Start of Block
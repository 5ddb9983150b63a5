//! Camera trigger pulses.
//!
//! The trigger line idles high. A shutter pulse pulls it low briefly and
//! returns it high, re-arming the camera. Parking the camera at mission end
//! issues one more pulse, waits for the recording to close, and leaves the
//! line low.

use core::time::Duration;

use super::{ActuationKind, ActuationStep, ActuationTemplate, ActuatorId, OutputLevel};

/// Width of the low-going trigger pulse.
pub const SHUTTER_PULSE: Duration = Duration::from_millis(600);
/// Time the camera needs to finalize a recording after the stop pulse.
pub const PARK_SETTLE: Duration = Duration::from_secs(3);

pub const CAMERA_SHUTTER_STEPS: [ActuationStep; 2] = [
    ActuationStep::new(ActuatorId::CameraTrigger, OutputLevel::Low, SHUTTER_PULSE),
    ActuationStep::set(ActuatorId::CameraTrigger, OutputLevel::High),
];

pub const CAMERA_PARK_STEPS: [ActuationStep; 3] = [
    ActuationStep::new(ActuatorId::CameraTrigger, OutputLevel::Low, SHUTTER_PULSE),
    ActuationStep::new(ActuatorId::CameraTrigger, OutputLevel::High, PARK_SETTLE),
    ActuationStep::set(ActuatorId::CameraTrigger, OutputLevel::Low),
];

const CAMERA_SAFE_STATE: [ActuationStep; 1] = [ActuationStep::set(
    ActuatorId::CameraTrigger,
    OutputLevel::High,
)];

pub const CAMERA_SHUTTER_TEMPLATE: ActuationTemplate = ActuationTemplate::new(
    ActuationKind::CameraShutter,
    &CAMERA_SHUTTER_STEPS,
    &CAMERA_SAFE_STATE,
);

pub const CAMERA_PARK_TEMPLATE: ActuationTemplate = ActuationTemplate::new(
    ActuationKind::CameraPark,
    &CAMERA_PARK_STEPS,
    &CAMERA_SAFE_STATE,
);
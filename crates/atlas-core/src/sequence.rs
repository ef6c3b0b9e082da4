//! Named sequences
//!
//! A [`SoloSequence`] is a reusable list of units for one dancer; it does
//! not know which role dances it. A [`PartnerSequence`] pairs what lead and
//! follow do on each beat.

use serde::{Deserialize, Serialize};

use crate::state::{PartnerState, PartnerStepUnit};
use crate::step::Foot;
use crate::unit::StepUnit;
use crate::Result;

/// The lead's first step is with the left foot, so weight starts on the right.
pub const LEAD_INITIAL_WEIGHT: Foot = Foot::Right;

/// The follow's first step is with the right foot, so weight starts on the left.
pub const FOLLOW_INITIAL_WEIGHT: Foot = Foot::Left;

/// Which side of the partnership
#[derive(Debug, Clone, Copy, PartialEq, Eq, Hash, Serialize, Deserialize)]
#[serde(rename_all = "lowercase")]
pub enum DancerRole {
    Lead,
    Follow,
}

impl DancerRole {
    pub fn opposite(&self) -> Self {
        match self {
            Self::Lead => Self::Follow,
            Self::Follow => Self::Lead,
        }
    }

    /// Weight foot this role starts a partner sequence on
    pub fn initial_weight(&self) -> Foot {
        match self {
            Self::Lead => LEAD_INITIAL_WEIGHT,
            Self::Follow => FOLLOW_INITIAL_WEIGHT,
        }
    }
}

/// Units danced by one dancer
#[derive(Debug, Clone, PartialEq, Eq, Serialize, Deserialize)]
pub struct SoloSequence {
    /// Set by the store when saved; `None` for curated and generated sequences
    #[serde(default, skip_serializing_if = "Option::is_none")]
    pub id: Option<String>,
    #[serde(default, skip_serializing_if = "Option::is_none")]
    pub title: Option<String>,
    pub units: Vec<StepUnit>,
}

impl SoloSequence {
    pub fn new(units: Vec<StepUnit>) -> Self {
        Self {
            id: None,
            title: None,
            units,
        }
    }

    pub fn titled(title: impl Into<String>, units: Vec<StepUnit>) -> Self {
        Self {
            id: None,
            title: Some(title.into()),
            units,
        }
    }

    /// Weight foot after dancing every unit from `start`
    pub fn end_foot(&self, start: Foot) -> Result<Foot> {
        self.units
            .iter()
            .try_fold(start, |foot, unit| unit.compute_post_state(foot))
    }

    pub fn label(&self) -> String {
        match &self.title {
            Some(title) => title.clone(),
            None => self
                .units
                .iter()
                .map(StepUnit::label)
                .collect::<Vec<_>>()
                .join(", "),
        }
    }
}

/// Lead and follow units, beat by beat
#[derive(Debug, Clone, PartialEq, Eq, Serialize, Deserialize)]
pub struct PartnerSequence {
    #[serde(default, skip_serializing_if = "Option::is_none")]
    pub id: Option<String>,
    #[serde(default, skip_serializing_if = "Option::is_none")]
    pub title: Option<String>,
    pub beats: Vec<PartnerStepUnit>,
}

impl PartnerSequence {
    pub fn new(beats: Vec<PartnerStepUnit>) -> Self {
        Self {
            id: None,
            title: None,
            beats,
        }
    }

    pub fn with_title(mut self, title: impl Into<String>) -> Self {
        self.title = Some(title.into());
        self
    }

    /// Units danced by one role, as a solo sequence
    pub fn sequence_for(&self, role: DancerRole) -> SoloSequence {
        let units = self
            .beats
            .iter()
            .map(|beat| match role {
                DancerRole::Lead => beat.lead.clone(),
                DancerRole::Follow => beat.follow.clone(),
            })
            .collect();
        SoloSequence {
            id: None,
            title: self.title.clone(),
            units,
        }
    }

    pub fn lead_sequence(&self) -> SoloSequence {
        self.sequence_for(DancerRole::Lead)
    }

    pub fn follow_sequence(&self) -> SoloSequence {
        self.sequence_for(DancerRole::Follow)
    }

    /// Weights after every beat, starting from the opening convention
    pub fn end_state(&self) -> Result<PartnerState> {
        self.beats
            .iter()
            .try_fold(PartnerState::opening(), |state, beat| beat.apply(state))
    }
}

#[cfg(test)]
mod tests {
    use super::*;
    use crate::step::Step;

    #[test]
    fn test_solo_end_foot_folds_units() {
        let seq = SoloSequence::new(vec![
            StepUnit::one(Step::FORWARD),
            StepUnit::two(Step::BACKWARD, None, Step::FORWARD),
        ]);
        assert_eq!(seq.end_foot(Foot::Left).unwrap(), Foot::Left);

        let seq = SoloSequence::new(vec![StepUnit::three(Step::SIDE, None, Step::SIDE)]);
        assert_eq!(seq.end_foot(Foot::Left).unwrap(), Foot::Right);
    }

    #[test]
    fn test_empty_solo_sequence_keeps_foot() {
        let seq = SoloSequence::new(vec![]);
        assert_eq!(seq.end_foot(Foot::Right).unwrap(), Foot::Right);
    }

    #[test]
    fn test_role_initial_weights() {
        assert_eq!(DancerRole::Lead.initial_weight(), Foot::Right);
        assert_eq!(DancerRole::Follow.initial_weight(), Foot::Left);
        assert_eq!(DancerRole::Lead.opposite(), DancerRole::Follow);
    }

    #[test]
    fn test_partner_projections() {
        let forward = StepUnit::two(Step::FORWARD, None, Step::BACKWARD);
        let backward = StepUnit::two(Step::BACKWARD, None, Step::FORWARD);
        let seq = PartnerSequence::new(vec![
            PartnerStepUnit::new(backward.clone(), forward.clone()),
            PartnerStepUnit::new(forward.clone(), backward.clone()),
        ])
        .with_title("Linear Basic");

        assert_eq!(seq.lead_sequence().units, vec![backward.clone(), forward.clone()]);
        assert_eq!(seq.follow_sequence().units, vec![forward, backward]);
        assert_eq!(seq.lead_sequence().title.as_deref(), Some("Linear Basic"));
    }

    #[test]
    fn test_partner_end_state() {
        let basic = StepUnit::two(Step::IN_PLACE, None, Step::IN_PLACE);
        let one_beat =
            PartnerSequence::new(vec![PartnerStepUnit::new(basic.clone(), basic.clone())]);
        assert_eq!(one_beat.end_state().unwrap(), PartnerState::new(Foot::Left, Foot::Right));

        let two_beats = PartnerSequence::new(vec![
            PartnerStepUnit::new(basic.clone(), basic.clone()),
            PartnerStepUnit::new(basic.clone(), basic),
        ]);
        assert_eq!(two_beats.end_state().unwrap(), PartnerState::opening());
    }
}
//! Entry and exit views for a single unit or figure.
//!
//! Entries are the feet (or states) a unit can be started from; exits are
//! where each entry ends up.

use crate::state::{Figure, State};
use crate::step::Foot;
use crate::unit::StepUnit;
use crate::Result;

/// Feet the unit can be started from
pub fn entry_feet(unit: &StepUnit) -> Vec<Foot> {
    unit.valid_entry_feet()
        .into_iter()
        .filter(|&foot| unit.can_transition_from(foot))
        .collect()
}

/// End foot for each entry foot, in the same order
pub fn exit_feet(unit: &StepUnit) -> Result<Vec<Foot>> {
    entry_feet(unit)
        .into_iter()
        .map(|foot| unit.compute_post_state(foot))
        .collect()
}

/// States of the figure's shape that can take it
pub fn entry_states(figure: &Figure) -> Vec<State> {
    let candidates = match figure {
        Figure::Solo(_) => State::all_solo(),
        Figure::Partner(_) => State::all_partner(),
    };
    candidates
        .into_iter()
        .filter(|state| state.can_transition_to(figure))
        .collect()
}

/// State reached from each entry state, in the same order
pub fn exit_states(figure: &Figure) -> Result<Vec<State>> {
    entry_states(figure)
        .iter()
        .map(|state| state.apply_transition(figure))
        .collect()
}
End of Block
Start of Block
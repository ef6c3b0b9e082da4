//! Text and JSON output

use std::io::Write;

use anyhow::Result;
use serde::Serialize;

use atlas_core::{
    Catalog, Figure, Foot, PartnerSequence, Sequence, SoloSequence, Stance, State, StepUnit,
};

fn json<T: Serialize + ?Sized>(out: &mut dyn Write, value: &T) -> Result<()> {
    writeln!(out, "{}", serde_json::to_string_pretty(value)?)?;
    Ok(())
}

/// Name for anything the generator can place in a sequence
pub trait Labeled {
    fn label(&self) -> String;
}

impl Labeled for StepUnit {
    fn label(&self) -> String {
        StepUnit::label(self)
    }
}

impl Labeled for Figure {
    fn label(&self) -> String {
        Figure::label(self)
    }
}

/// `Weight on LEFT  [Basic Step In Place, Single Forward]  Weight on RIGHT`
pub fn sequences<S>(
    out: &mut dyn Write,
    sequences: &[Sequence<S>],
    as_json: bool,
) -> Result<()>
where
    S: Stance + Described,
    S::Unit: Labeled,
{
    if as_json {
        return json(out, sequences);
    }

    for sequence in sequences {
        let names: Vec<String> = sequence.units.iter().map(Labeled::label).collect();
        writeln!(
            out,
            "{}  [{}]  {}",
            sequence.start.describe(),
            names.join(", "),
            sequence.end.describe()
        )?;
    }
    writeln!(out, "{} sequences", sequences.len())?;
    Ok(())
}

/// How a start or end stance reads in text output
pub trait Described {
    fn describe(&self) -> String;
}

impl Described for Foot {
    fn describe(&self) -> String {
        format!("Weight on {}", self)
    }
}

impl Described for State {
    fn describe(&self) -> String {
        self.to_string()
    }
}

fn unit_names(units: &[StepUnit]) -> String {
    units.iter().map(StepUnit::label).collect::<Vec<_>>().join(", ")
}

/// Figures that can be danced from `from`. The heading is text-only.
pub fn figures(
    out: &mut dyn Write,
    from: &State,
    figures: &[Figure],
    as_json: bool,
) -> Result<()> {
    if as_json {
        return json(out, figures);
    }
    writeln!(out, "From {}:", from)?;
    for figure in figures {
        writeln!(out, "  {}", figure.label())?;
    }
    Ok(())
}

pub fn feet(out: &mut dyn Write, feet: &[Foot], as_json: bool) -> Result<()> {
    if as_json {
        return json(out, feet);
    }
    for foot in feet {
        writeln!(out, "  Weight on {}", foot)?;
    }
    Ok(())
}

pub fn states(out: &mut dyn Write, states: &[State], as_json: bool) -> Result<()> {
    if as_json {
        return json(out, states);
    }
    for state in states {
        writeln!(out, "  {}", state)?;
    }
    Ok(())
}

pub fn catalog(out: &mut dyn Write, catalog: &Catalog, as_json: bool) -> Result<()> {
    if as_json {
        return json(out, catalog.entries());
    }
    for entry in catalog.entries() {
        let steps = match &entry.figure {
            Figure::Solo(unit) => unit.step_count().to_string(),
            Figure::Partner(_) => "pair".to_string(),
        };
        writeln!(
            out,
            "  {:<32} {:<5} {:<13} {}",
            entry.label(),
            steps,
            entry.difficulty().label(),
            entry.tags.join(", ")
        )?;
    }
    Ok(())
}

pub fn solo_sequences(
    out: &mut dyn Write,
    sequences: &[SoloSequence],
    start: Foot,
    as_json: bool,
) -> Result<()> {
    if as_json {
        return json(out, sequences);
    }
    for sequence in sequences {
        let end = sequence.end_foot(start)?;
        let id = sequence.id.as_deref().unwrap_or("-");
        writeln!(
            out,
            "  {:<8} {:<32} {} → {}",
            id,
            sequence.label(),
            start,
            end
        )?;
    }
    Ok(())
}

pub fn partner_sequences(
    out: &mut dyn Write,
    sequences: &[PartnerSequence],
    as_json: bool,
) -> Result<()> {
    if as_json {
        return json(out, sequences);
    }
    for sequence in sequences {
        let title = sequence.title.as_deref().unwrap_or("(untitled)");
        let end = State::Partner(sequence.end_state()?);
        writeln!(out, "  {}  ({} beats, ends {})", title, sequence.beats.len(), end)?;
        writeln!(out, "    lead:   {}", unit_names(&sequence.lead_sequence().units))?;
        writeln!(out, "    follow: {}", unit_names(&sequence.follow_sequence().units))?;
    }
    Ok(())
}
End of Block
## [WHAT IS NEEDED]
Your answer should be a single number: the count of lines in these records that hold the string "after".

## [ANSWER FOR THE TASK]
3